++++ SUPPLIED DATA

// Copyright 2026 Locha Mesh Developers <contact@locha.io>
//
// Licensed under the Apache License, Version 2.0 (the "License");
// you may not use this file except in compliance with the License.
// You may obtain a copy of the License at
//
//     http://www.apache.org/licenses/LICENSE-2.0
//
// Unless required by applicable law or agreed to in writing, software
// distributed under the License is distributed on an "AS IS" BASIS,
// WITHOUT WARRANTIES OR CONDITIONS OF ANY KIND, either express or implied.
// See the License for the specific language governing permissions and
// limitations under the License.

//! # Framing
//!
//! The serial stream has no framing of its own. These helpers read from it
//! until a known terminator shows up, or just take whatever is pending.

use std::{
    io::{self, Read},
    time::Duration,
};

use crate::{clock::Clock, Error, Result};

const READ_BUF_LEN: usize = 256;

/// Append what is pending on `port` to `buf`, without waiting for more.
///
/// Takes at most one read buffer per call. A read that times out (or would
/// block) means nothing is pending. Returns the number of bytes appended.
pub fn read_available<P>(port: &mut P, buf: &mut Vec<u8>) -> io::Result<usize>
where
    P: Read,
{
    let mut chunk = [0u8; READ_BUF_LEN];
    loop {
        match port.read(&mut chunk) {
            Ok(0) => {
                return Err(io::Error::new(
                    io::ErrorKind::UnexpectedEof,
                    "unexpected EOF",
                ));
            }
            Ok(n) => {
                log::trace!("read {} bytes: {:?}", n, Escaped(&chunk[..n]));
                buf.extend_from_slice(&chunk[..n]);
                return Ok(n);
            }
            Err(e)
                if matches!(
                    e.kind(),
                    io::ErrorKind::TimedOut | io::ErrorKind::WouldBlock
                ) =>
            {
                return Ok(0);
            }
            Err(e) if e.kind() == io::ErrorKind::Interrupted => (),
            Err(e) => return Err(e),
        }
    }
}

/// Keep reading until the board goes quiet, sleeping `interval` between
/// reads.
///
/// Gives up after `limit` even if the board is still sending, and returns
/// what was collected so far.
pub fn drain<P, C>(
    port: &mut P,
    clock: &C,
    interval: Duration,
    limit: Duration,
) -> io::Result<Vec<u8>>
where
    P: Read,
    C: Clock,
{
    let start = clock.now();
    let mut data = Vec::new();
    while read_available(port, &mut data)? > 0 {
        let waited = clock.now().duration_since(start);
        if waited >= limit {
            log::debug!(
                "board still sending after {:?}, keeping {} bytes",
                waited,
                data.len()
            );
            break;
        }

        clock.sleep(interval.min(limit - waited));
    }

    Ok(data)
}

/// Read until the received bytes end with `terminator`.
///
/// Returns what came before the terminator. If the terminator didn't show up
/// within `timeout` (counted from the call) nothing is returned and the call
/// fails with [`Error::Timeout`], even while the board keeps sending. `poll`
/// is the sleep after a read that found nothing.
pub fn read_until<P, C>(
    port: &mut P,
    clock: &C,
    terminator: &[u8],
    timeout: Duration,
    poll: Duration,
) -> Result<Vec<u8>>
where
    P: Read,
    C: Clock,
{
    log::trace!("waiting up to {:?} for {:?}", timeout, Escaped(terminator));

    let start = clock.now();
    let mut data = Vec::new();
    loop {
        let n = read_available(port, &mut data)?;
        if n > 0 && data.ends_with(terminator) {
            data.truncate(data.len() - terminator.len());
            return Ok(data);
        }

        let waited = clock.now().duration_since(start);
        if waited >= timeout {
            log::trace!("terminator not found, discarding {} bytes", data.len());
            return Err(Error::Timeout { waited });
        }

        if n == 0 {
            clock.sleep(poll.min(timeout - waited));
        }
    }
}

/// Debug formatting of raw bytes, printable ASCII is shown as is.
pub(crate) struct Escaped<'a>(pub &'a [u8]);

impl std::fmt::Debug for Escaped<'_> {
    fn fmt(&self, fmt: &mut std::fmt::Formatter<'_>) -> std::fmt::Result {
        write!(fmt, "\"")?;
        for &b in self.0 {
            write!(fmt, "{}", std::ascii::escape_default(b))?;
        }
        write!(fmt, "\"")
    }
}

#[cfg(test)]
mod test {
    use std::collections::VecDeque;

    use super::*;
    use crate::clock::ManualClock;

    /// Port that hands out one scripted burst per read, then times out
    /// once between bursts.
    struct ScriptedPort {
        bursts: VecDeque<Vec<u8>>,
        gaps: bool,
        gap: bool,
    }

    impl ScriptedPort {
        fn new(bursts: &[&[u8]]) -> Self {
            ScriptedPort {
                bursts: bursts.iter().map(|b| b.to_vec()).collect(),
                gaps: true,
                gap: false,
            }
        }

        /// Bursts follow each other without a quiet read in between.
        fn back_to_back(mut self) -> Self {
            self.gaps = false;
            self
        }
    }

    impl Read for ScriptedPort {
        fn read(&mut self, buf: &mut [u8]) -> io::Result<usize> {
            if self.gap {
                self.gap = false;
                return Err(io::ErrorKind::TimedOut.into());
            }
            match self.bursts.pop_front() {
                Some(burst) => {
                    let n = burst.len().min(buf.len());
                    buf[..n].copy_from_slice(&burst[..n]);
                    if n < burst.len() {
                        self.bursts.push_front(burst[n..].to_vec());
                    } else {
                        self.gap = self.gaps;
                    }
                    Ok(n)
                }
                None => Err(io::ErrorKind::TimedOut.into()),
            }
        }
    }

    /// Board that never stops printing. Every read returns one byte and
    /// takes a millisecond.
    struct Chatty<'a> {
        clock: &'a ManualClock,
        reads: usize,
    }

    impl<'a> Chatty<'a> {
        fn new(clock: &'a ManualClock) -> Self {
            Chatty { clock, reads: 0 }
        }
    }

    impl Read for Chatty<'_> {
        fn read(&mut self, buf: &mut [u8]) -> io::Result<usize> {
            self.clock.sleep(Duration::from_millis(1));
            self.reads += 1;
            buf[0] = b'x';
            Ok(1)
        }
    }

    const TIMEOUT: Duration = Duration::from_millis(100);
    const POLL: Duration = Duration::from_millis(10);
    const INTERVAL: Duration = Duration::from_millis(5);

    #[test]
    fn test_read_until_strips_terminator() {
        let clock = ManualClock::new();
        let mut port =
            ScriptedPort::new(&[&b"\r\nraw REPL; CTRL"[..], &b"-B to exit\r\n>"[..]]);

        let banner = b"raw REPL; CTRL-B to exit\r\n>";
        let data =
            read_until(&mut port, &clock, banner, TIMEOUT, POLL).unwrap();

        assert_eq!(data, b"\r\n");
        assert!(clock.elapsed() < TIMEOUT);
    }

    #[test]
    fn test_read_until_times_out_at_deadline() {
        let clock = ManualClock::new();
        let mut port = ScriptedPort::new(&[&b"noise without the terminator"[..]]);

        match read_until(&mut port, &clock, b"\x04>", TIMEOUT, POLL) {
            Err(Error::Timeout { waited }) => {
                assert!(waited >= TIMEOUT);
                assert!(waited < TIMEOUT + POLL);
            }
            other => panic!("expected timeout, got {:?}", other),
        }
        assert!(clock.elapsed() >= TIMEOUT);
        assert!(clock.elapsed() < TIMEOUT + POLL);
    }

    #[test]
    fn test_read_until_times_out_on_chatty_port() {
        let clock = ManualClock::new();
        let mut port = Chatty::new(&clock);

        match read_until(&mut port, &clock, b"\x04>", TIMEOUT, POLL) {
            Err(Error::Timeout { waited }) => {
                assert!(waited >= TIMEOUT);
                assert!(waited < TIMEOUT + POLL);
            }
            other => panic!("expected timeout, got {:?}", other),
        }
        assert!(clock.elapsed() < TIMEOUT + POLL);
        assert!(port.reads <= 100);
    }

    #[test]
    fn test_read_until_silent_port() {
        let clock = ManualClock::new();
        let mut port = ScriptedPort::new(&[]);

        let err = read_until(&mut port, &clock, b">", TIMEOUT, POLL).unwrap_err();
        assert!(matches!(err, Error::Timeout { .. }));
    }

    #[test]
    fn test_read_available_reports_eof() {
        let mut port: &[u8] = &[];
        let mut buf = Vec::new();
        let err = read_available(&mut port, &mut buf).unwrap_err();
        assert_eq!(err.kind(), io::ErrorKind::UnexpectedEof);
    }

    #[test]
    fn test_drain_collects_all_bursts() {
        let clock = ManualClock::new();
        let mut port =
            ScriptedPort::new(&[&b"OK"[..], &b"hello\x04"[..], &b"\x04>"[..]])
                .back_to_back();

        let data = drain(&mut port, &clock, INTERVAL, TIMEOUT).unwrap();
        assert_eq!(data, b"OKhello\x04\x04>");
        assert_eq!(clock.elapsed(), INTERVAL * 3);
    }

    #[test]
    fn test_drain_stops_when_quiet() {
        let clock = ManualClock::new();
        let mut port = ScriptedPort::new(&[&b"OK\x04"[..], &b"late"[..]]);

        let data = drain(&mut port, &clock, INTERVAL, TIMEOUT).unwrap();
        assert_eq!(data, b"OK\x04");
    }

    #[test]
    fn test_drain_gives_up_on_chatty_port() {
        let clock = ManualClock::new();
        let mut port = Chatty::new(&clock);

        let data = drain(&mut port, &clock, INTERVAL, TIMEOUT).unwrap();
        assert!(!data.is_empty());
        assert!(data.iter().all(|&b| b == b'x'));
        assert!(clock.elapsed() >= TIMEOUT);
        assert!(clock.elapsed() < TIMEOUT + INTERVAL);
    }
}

++++++++
++++ SUPPLIED DATA

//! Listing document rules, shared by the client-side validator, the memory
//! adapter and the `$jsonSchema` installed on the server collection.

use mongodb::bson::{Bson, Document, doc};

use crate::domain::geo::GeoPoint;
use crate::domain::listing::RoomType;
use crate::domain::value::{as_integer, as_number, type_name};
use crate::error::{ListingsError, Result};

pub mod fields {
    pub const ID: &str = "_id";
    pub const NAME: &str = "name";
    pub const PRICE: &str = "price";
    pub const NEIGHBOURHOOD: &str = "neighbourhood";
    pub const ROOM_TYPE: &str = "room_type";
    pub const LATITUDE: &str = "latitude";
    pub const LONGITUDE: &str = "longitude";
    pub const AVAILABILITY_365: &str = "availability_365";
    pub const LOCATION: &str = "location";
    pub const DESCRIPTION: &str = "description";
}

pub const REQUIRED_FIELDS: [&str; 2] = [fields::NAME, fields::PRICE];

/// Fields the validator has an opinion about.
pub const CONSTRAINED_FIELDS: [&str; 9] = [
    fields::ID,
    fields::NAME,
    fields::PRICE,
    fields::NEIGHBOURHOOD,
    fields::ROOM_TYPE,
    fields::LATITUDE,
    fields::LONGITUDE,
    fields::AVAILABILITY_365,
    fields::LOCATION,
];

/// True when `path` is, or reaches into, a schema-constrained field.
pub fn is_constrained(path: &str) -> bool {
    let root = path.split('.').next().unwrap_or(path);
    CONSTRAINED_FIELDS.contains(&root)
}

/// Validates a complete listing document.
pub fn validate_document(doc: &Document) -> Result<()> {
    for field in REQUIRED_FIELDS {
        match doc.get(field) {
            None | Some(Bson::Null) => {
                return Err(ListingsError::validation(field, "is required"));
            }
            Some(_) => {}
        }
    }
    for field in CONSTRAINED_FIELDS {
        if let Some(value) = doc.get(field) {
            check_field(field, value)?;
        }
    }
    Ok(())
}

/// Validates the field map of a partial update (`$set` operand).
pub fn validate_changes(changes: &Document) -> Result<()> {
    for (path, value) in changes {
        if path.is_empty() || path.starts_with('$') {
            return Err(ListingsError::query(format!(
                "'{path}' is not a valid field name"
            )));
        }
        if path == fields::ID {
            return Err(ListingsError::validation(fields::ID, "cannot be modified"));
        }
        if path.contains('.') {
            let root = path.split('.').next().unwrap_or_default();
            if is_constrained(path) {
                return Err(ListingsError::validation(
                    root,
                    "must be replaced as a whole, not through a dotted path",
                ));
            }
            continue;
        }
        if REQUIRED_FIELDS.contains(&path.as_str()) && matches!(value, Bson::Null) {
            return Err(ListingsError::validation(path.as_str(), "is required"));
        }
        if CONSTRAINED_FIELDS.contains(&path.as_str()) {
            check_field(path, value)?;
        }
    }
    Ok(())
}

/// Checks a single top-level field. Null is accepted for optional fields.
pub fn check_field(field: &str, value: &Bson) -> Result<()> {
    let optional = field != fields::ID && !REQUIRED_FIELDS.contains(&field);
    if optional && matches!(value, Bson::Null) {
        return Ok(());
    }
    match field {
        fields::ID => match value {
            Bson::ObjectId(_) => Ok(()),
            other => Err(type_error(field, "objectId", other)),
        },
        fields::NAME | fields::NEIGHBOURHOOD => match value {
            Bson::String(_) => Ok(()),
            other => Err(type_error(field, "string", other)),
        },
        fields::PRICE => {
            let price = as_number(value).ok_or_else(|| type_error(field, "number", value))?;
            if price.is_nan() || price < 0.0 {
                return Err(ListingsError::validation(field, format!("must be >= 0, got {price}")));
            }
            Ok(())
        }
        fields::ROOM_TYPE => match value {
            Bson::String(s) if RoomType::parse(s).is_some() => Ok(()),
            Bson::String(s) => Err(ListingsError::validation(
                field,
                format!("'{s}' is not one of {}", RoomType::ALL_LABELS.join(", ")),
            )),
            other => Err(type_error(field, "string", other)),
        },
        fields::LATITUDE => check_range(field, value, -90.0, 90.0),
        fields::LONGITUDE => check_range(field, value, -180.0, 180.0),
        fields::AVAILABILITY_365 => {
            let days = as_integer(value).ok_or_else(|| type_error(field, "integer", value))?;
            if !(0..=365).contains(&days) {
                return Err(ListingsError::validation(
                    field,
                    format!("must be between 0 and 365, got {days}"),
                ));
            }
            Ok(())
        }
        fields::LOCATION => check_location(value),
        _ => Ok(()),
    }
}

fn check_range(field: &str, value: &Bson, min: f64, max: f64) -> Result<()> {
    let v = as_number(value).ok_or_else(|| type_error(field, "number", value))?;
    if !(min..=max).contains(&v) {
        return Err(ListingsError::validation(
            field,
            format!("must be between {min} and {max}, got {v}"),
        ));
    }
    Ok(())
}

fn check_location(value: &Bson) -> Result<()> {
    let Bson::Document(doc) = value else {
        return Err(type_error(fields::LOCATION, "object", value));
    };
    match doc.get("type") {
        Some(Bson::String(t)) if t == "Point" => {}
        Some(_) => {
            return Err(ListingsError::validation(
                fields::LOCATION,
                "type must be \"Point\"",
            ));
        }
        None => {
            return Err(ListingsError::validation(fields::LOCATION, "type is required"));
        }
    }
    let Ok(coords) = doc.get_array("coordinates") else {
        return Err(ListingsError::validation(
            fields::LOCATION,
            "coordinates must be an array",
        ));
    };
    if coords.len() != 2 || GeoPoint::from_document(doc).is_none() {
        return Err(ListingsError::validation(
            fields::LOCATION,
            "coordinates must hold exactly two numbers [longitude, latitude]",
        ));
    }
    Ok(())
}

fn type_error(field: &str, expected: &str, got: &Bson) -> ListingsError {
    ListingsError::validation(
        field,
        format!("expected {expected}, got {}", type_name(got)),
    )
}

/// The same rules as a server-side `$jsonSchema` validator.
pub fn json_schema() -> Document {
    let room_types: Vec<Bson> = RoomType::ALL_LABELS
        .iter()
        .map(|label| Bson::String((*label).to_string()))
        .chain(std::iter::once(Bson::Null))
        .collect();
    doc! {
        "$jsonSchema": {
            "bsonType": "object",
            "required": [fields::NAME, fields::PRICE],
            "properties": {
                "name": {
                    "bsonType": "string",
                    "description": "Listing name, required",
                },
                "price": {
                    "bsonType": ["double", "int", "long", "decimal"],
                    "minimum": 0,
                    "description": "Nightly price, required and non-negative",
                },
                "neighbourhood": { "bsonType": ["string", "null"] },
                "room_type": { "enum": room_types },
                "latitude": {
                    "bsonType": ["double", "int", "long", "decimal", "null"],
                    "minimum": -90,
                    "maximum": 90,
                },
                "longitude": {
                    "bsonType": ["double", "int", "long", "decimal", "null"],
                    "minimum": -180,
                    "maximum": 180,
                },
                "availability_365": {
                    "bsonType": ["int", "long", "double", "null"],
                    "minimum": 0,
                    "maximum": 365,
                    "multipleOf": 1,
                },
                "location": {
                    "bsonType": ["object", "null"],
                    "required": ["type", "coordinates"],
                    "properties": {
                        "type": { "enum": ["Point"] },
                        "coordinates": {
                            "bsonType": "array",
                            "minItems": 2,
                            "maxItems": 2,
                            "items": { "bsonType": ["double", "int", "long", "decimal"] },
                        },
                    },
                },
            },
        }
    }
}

++++++++

Only the lines above from the line with "None | Some(Bson::Null)" to the line with "if REQUIRED_FIELDS.contains(&path.as_str()) &&", those two lines included, should be reproduced exactly.

            None | Some(Bson::Null) => {
                return Err(ListingsError::validation(field, "is required"));
            }
            Some(_) => {}
        }
    }
    for field in CONSTRAINED_FIELDS {
        if let Some(value) = doc.get(field) {
            check_field(field, value)?;
        }
    }
    Ok(())
}

/// Validates the field map of a partial update (`$set` operand).
pub fn validate_changes(changes: &Document) -> Result<()> {
    for (path, value) in changes {
        if path.is_empty() || path.starts_with('$') {
            return Err(ListingsError::query(format!(
                "'{path}' is not a valid field name"
            )));
        }
        if path == fields::ID {
            return Err(ListingsError::validation(fields::ID, "cannot be modified"));
        }
        if path.contains('.') {
            let root = path.split('.').next().unwrap_or_default();
            if is_constrained(path) {
                return Err(ListingsError::validation(
                    root,
                    "must be replaced as a whole, not through a dotted path",
                ));
            }
            continue;
        }
        if REQUIRED_FIELDS.contains(&path.as_str()) && matches!(value, Bson::Null) {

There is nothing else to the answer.